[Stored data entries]
use serde::{Deserialize, Serialize};

use crate::core::PlotGeometry;

/// Lifecycle phase of a plot surface.
#[derive(Debug, Clone, Copy, PartialEq, Eq, Serialize, Deserialize)]
pub enum PlotPhase {
    /// Y-axis drawn, no updateable subtree present.
    Initialized,
    /// X-axis, points and hover labels present.
    Rendered,
}

/// Metric selection and geometry of one plot session.
///
/// The y metric and geometry are fixed at construction; only the x metric
/// changes, through [`PlotState::set_x_metric`].
#[derive(Debug, Clone, PartialEq, Serialize, Deserialize)]
pub struct PlotState {
    x_metric: String,
    y_metric: String,
    geometry: PlotGeometry,
}

impl PlotState {
    #[must_use]
    pub fn new(
        x_metric: impl Into<String>,
        y_metric: impl Into<String>,
        geometry: PlotGeometry,
    ) -> Self {
        Self {
            x_metric: x_metric.into(),
            y_metric: y_metric.into(),
            geometry,
        }
    }

    #[must_use]
    pub fn x_metric(&self) -> &str {
        &self.x_metric
    }

    #[must_use]
    pub fn y_metric(&self) -> &str {
        &self.y_metric
    }

    #[must_use]
    pub fn geometry(&self) -> PlotGeometry {
        self.geometry
    }

    /// Replaces the active x metric, returning the previous one.
    pub fn set_x_metric(&mut self, metric: impl Into<String>) -> String {
        std::mem::replace(&mut self.x_metric, metric.into())
    }
}
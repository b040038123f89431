#![cfg(feature = "cairo-backend")]

use metric_plot::PlotError;
use metric_plot::api::{MetricPlot, PlotConfig};
use metric_plot::core::{Dataset, Record};
use metric_plot::render::CairoRenderer;

#[test]
fn cairo_renderer_rejects_invalid_surface_size() {
    let err = CairoRenderer::new(0, 450).expect_err("invalid width must fail");
    assert!(matches!(err, PlotError::InvalidData(_)));
}

#[test]
fn cairo_renderer_draws_points_axes_and_hovered_label() {
    let renderer = CairoRenderer::new(900, 450).expect("renderer");
    let dataset = Dataset::new(vec![
        Record::from_pairs([("x", 10.0), ("y", 5.0)]),
        Record::from_pairs([("x", 20.0), ("y", 15.0)]),
        Record::from_pairs([("x", 5.0), ("y", 12.0)]),
    ]);
    let mut plot =
        MetricPlot::new(renderer, dataset, PlotConfig::new(1000.0, "x", "y")).expect("plot init");
    plot.pointer_enter_point(2);

    plot.render().expect("render");
    let frame = plot.build_render_frame();
    let renderer = plot.into_renderer();
    let stats = renderer.last_stats();

    assert_eq!(stats.circles_drawn, 3);
    assert_eq!(stats.lines_drawn, frame.lines.len());
    assert_eq!(stats.texts_drawn, frame.texts.len());
    assert!(frame.texts.iter().any(|text| text.text == "(5, 12)"));
    assert_eq!(renderer.surface().width(), 900);
}
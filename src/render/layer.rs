use serde::{Deserialize, Serialize};

use super::{LinePrimitive, RenderFrame, TextPrimitive};

/// Axis primitives of one surface layer, in plot-area coordinates.
///
/// Points and hover labels are kept as plot objects on the surface; a layer
/// only holds the strokes and text the axis builders emit.
#[derive(Debug, Clone, Default, PartialEq, Serialize, Deserialize)]
pub struct LayerPrimitives {
    pub lines: Vec<LinePrimitive>,
    pub texts: Vec<TextPrimitive>,
}

impl LayerPrimitives {
    #[must_use]
    pub fn new() -> Self {
        Self::default()
    }

    pub fn push_line(&mut self, line: LinePrimitive) {
        self.lines.push(line);
    }

    pub fn push_text(&mut self, text: TextPrimitive) {
        self.texts.push(text);
    }

    #[must_use]
    pub fn is_empty(&self) -> bool {
        self.lines.is_empty() && self.texts.is_empty()
    }

    /// Appends this layer to `frame`, shifted by the plot-area origin.
    pub fn extend_frame(&self, frame: &mut RenderFrame, dx: f64, dy: f64) {
        frame
            .lines
            .extend(self.lines.iter().map(|line| line.translated(dx, dy)));
        frame
            .texts
            .extend(self.texts.iter().map(|text| text.clone().translated(dx, dy)));
    }
}
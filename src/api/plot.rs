use tracing::{debug, error};

use crate::core::{Dataset, DatasetSource};
use crate::error::PlotResult;
use crate::render::{RenderFrame, Renderer};

use super::hover::PointId;
use super::{
    MetricSelector, PlotConfig, PlotPhase, PlotSnapshot, PlotState, PlotSurface, init_plot,
    update_plot,
};

/// Interactive scatter plot with a runtime-selectable x metric.
///
/// Owns the dataset, the plot state and the drawing surface for one session.
/// Every event handler takes `&mut self` and runs to completion.
pub struct MetricPlot<R: Renderer> {
    renderer: R,
    config: PlotConfig,
    dataset: Dataset,
    state: PlotState,
    selector: MetricSelector,
    surface: PlotSurface,
    hovered: Option<PointId>,
}

impl<R: Renderer> MetricPlot<R> {
    /// Initializes the surface and performs the first update.
    pub fn new(renderer: R, dataset: Dataset, config: PlotConfig) -> PlotResult<Self> {
        config.validate()?;
        let geometry = config.geometry()?;
        let selector = MetricSelector::new(selector_options(&dataset, &config), &config.x_metric)?;
        let state = PlotState::new(config.x_metric.clone(), config.y_metric.clone(), geometry);

        let mut surface = init_plot(&dataset, &state, &config)?;
        update_plot(&dataset, &state, &config, &mut surface)?;

        debug!(
            records = dataset.len(),
            x_metric = state.x_metric(),
            options = selector.options().len(),
            "metric plot ready"
        );
        Ok(Self {
            renderer,
            config,
            dataset,
            state,
            selector,
            surface,
            hovered: None,
        })
    }

    /// Loads the dataset once from `source` using `config.layout`, then
    /// initializes.
    ///
    /// A load failure is logged and returned; nothing is rendered.
    pub fn from_source(
        renderer: R,
        source: &impl DatasetSource,
        config: PlotConfig,
    ) -> PlotResult<Self> {
        let dataset = source.load(config.layout).inspect_err(|err| {
            error!(error = %err, "error loading data");
        })?;
        Self::new(renderer, dataset, config)
    }

    #[must_use]
    pub fn config(&self) -> &PlotConfig {
        &self.config
    }

    #[must_use]
    pub fn dataset(&self) -> &Dataset {
        &self.dataset
    }

    #[must_use]
    pub fn state(&self) -> &PlotState {
        &self.state
    }

    #[must_use]
    pub fn selector(&self) -> &MetricSelector {
        &self.selector
    }

    #[must_use]
    pub fn surface(&self) -> &PlotSurface {
        &self.surface
    }

    #[must_use]
    pub fn phase(&self) -> PlotPhase {
        self.surface.phase()
    }

    #[must_use]
    pub fn hovered(&self) -> Option<PointId> {
        self.hovered
    }

    /// Selector change handler: switches the x metric and rebuilds the
    /// updateable subtree.
    ///
    /// Returns `Ok(false)` without touching the surface when `metric` is
    /// already selected.
    pub fn select_x_metric(&mut self, metric: &str) -> PlotResult<bool> {
        if !self.selector.select(metric)? {
            return Ok(false);
        }
        let previous = self.state.set_x_metric(metric);
        debug!(from = %previous, to = metric, "x metric changed");

        self.hovered = None;
        update_plot(&self.dataset, &self.state, &self.config, &mut self.surface)?;
        Ok(true)
    }

    /// Hover-in on point `index`: shows only its label.
    pub fn pointer_enter_point(&mut self, index: usize) -> bool {
        let changed = self.surface.set_label_visible(PointId(index), true);
        if index < self.surface.points().len() {
            self.hovered = Some(PointId(index));
        }
        changed
    }

    /// Hover-out from point `index`: hides its label.
    pub fn pointer_leave_point(&mut self, index: usize) -> bool {
        let changed = self.surface.set_label_visible(PointId(index), false);
        if self.hovered == Some(PointId(index)) {
            self.hovered = None;
        }
        changed
    }

    /// Raw pointer motion in surface coordinates.
    ///
    /// Emits leave/enter transitions when the point under the pointer
    /// changes and returns the point now hovered.
    pub fn pointer_move(&mut self, x: f64, y: f64) -> Option<PointId> {
        let target = self.surface.hit_test(x, y);
        if target != self.hovered {
            if let Some(previous) = self.hovered {
                self.pointer_leave_point(previous.0);
            }
            if let Some(next) = target {
                self.pointer_enter_point(next.0);
            }
        }
        self.hovered
    }

    /// Pointer left the drawing surface.
    pub fn pointer_leave(&mut self) {
        if let Some(previous) = self.hovered {
            self.pointer_leave_point(previous.0);
        }
    }

    #[must_use]
    pub fn build_render_frame(&self) -> RenderFrame {
        self.surface.build_render_frame()
    }

    pub fn render(&mut self) -> PlotResult<()> {
        let frame = self.surface.build_render_frame();
        self.renderer.render(&frame)
    }

    #[must_use]
    pub fn snapshot(&self) -> PlotSnapshot {
        PlotSnapshot::capture(&self.state, &self.surface)
    }

    #[must_use]
    pub fn renderer(&self) -> &R {
        &self.renderer
    }

    #[must_use]
    pub fn into_renderer(self) -> R {
        self.renderer
    }
}

fn selector_options(dataset: &Dataset, config: &PlotConfig) -> Vec<String> {
    if !config.x_metric_options.is_empty() {
        return config.x_metric_options.clone();
    }

    let mut options: Vec<String> = dataset
        .numeric_metric_names()
        .into_iter()
        .filter(|name| *name != config.y_metric)
        .collect();
    if !options.contains(&config.x_metric) {
        options.insert(0, config.x_metric.clone());
    }
    options
}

> What you should do
All lines above that include the word "PlotResult" should be located and copied.

> Exercise output
use crate::error::PlotResult;
    pub fn new(renderer: R, dataset: Dataset, config: PlotConfig) -> PlotResult<Self> {
    ) -> PlotResult<Self> {
    pub fn select_x_metric(&mut self, metric: &str) -> PlotResult<bool> {
    pub fn render(&mut self) -> PlotResult<()> {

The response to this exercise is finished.